Em 2006, o polêmico escritor escocês Grant Morrison assumiu o principal título mensal do Batman nos Estados Unidos, e, assim, nos últimos quatro anos, ditou as regras para o personagem e toda a Bat-família, revolucionando o status quo de um personagem de mais de 70 anos e, como sempre faz, dividindo os leitores.
Logo a princípio, em seu primeiro arco, introduziu Damian Wayne, psicopata infantil, filho de Bruce com Talia Al Ghul (esta, por sua vez, filha do vilão Ra’s Al Ghul). Surgiram novos vilões como o Dr Hurt, histórias antigas e anteriormente descartadas foram reincorporadas ao passado do personagem e uma conspiração foi sendo traçada ao longo de vários anos, o que culminou na saga Batman R.I.P. (no Brasil, Descanse em Paz) e a aparente morte do herói em Crise Final.
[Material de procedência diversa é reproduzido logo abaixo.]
use crate::db::Database;
use crate::error::Result;
use crate::storage::LocalStorage;
use chrono::Utc;
use rusqlite::params;

// Local Storage Queries

impl Database {
    pub fn get_item(&self, key: &str) -> Result<Option<String>> {
        self.with_conn(|conn| {
            conn.query_row(
                "SELECT value FROM local_storage WHERE key = ?1",
                [key],
                |row| row.get(0),
            )
            .optional()
            .map_err(Into::into)
        })
    }

    pub fn set_item(&self, key: &str, value: &str) -> Result<()> {
        self.with_conn(|conn| {
            conn.execute(
                r#"
                INSERT INTO local_storage (key, value, updated_at)
                VALUES (?1, ?2, ?3)
                ON CONFLICT(key) DO UPDATE SET
                    value = excluded.value,
                    updated_at = excluded.updated_at
                "#,
                params![key, value, Utc::now().to_rfc3339()],
            )?;
            Ok(())
        })
    }

    pub fn storage_keys(&self) -> Result<Vec<String>> {
        self.with_conn(|conn| {
            let mut stmt = conn.prepare("SELECT key FROM local_storage ORDER BY key")?;
            let keys = stmt
                .query_map([], |row| row.get(0))?
                .filter_map(|r| r.ok())
                .collect();
            Ok(keys)
        })
    }
}

impl LocalStorage for Database {
    fn get_item(&self, key: &str) -> Result<Option<String>> {
        Database::get_item(self, key)
    }

    fn set_item(&self, key: &str, value: &str) -> Result<()> {
        Database::set_item(self, key, value)
    }
}

trait OptionalExt<T> {
    fn optional(self) -> rusqlite::Result<Option<T>>;
}

impl<T> OptionalExt<T> for rusqlite::Result<T> {
    fn optional(self) -> rusqlite::Result<Option<T>> {
        match self {
            Ok(v) => Ok(Some(v)),
            Err(rusqlite::Error::QueryReturnedNoRows) => Ok(None),
            Err(e) => Err(e),
        }
    }
}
O ápice dessa passagem de Morrison pelo universo do Homem-Morcego foi a revista Batman & Robin, que contou com o surgimento de uma nova dupla dinâmica, surpreendentemente bem aceita pelo público, além de uma série de fantásticos desenhistas, como Frank Quitely e Frazer Irving. Nesta quarta-feira, foi publicada nos Estados Unidos a 16ª edição da revista, última escrita por Morrison, em que uma revelação feita por Bruce Wayne promete abalar mais ainda as histórias do Batman e dividiu ainda mais os leitores.